*Activity*. Using the data below, work out how many lines contain "usize", and report only that number.

BEGIN Supplied data

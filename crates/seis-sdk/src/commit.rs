use serde::{Deserialize, Serialize};

use seis_types::{EntityId, SessionId};

/// What a session commit wrote and who was told about it.
#[derive(Clone, Debug, Default, PartialEq, Eq, Serialize, Deserialize)]
pub struct CommitReport {
    pub session: SessionId,
    pub events: Vec<EntityId>,
    pub detections: Vec<EntityId>,
    /// Other sessions that received the committed entities.
    pub notified_sessions: usize,
}

impl CommitReport {
    pub fn new(session: SessionId) -> Self {
        Self {
            session,
            ..Default::default()
        }
    }

    pub fn is_empty(&self) -> bool {
        self.events.is_empty() && self.detections.is_empty()
    }

    pub fn total(&self) -> usize {
        self.events.len() + self.detections.len()
    }
}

END Supplied data

*Exercise response*. 2